The financial costs of the December holidays are high, but the time is precious
“JUST calculated the cost of December; I won’t make it.’’ Lol, that is my favourite meme on Facebook this week.
It is funny because, my goodness, the two-week break will easily leave your wallet empty, and this is not because you are bad at managing your finances but because for most of us migrant labourers, the expectations back home in the village are huge.
Mind you, I am not at all complaining; it is what it is.

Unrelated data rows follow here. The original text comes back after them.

//! # Application Services
//!
//! The listing pipeline, leaf-first:
//! - [`representation`]: proposal to public view
//! - [`QualityIndex`]: quality records keyed by proposal
//! - [`enrichment`]: left join of views onto the index
//! - [`ProposalListingService`]: orchestration and degradation policy

pub mod enrichment;
pub mod proposal_listing;
pub mod quality_index;
pub mod representation;

pub use enrichment::enrich;
pub use proposal_listing::ProposalListingService;
pub use quality_index::QualityIndex;
pub use representation::{to_view, to_views};
//! Proposal discovery server.

use anyhow::Context;
use clap::Parser;
use proposal_discovery::api::rest::{AppState, create_router};
use proposal_discovery::config::AppConfig;
use proposal_discovery::telemetry;
use std::path::PathBuf;
use std::sync::Arc;
use tokio::net::TcpListener;
use tracing::{info, warn};

/// Command line arguments.
#[derive(Debug, Parser)]
#[command(name = "proposal-discovery", version, about)]
struct Cli {
    /// Path to a TOML configuration file.
    #[arg(short, long, env = "DISCOVERY_CONFIG")]
    config: Option<PathBuf>,
}

#[tokio::main]
async fn main() -> anyhow::Result<()> {
    dotenvy::dotenv().ok();
    let cli = Cli::parse();

    let config = AppConfig::load(cli.config.as_deref()).context("loading configuration")?;
    telemetry::init(&config.logging).context("initializing logging")?;

    info!(
        version = env!("CARGO_PKG_VERSION"),
        registry = %config.discovery.base_url,
        oracle = %config.quality_oracle.base_url,
        "starting proposal discovery"
    );

    let state = AppState::from_config(&config).context("building upstream clients")?;
    let router = create_router(Arc::new(state));

    let listener = TcpListener::bind((config.server.host.as_str(), config.server.port))
        .await
        .with_context(|| format!("binding {}:{}", config.server.host, config.server.port))?;
    info!(addr = %listener.local_addr()?, "listening");

    axum::serve(listener, router)
        .with_graceful_shutdown(shutdown_signal())
        .await
        .context("serving http")?;

    info!("shut down");
    Ok(())
}

async fn shutdown_signal() {
    if let Err(e) = tokio::signal::ctrl_c().await {
        warn!(error = %e, "failed to listen for shutdown signal");
        std::future::pending::<()>().await;
    }
}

Now let me break down the costs to you so you have an idea, starting with the obvious one, which is travelling home. Everything is expensive during this season, whether you are driving your own car or taking a bus or taxi. I don’t even want to talk about the costs of flights: everything simply doubles.
In case you were beginning to wonder why we do not save and budget during the year because we know December is coming — hang on, every month of the year has its own costs, and not all of us have the luxury of being able to put aside money every month; it’s rough but we try.
We look forward to December even if we have not saved for it; we deserve the hype and the excitement in the air and of course we get to go home siyagoduka bakwethu!
Anyway, back to the breakdown of costs. So after you have sorted out your travel plans and have announced when they should expect you at home, you start getting texts about what to bring.
I mean, as we speak, my mother has already hinted that it would be nice to have her house painted. Now tell me how much does a bucket of paint cost, plus the labour?
Then it is food and lots of it, which is really what makes December what it is. This explains the food stokvels which some of my siblings are part of, which often get you non-perishable food items but you still need to fill up the fridge with the perishables.
Remember, everybody is home, and it’s not only the siblings but their children too, and sometimes cousins, aunts and uncles.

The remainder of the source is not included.